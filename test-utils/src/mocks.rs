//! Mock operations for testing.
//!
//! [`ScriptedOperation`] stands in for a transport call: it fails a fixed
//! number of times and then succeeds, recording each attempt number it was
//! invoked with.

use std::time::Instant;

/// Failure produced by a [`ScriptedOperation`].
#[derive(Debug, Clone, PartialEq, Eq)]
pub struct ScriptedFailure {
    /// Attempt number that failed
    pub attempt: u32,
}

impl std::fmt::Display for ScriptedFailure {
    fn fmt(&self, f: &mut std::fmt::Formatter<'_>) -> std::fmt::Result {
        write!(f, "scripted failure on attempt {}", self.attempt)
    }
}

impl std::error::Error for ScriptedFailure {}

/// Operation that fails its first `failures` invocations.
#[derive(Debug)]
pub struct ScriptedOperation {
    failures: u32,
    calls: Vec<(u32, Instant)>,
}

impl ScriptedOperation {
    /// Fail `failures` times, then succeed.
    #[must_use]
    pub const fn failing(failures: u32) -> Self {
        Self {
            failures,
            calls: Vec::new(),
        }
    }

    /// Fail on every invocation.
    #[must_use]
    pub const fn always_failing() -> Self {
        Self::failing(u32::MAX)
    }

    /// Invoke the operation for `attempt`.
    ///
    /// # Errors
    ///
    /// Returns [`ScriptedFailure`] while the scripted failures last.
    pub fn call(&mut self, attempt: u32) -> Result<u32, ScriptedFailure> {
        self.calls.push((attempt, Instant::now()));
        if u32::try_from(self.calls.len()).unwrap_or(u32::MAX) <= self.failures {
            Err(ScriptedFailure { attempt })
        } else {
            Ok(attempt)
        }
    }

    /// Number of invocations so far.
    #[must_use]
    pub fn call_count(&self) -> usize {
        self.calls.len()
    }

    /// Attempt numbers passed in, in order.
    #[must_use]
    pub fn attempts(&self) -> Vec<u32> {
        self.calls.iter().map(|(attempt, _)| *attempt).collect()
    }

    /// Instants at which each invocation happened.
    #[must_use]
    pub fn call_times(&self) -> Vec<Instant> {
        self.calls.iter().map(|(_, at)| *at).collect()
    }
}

------

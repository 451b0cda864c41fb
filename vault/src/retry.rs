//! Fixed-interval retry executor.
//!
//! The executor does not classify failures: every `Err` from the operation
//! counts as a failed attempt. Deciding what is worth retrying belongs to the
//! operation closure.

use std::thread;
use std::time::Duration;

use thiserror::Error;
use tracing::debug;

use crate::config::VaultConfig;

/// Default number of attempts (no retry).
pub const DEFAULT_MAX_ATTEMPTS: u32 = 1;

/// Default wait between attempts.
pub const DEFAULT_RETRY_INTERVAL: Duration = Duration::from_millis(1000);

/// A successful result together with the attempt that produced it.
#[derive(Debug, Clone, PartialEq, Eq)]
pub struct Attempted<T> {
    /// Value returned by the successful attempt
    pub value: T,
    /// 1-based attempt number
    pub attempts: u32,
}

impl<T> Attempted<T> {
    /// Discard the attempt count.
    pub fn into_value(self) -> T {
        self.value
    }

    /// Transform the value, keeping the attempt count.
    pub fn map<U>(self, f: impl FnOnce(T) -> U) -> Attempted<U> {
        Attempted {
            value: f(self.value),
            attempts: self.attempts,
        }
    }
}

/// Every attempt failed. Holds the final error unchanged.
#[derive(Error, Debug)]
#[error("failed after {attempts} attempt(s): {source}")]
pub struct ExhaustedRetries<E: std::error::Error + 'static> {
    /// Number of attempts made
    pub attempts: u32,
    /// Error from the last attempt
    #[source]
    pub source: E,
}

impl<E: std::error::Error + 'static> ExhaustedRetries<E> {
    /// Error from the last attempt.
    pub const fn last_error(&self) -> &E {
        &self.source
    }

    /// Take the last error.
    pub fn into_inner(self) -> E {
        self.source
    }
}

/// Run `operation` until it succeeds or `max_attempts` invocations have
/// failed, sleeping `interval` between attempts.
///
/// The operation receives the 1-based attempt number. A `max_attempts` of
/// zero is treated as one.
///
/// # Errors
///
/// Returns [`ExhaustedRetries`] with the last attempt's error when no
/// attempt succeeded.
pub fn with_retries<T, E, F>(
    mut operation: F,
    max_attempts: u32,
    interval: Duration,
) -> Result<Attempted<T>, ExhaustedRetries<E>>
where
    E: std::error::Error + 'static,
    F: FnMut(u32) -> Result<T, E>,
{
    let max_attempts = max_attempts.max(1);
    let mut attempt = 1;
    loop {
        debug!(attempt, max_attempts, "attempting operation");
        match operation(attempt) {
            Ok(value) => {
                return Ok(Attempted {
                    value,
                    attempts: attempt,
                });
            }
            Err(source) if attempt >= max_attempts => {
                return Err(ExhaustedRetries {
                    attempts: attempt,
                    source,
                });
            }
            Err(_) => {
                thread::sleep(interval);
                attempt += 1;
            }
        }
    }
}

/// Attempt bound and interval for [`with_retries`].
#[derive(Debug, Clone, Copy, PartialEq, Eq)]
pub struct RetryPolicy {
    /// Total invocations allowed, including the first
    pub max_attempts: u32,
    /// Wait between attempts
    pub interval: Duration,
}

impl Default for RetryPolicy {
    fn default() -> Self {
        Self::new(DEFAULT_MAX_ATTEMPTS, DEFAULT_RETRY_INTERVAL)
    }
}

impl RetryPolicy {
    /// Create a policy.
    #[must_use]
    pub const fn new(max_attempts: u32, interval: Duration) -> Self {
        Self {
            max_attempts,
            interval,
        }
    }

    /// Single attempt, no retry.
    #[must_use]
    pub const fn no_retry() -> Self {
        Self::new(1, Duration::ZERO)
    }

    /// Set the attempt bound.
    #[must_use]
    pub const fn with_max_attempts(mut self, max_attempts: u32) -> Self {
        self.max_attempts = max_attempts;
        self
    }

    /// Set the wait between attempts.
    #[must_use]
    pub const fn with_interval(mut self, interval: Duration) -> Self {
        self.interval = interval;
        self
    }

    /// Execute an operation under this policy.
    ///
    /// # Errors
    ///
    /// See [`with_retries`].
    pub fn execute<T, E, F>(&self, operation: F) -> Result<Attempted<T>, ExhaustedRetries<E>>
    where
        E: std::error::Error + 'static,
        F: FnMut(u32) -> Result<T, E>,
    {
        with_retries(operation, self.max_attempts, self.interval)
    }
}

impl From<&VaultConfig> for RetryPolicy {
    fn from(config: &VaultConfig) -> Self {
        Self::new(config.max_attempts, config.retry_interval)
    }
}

------

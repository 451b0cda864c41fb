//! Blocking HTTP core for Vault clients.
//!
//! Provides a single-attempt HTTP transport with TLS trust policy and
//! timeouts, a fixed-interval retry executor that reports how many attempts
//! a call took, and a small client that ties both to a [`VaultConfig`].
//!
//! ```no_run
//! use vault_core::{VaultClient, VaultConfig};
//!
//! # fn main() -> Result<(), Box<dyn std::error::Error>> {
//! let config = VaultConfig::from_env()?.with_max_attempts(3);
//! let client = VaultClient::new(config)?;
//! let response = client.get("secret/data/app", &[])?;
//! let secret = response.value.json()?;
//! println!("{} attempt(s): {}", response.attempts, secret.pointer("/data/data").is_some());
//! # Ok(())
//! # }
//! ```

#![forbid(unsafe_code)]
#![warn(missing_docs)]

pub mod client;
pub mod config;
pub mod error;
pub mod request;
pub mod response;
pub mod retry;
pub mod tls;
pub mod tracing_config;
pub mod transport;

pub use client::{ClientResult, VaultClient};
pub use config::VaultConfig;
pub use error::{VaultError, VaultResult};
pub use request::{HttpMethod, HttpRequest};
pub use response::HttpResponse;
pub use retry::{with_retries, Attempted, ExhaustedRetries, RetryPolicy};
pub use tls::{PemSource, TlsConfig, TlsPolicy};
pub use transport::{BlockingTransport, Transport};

------

What is being asked:
Whenever a line in the data holds "RetryPolicy", copy that line.

Response:
pub struct RetryPolicy {
impl Default for RetryPolicy {
impl RetryPolicy {
impl From<&VaultConfig> for RetryPolicy {
pub use retry::{with_retries, Attempted, ExhaustedRetries, RetryPolicy};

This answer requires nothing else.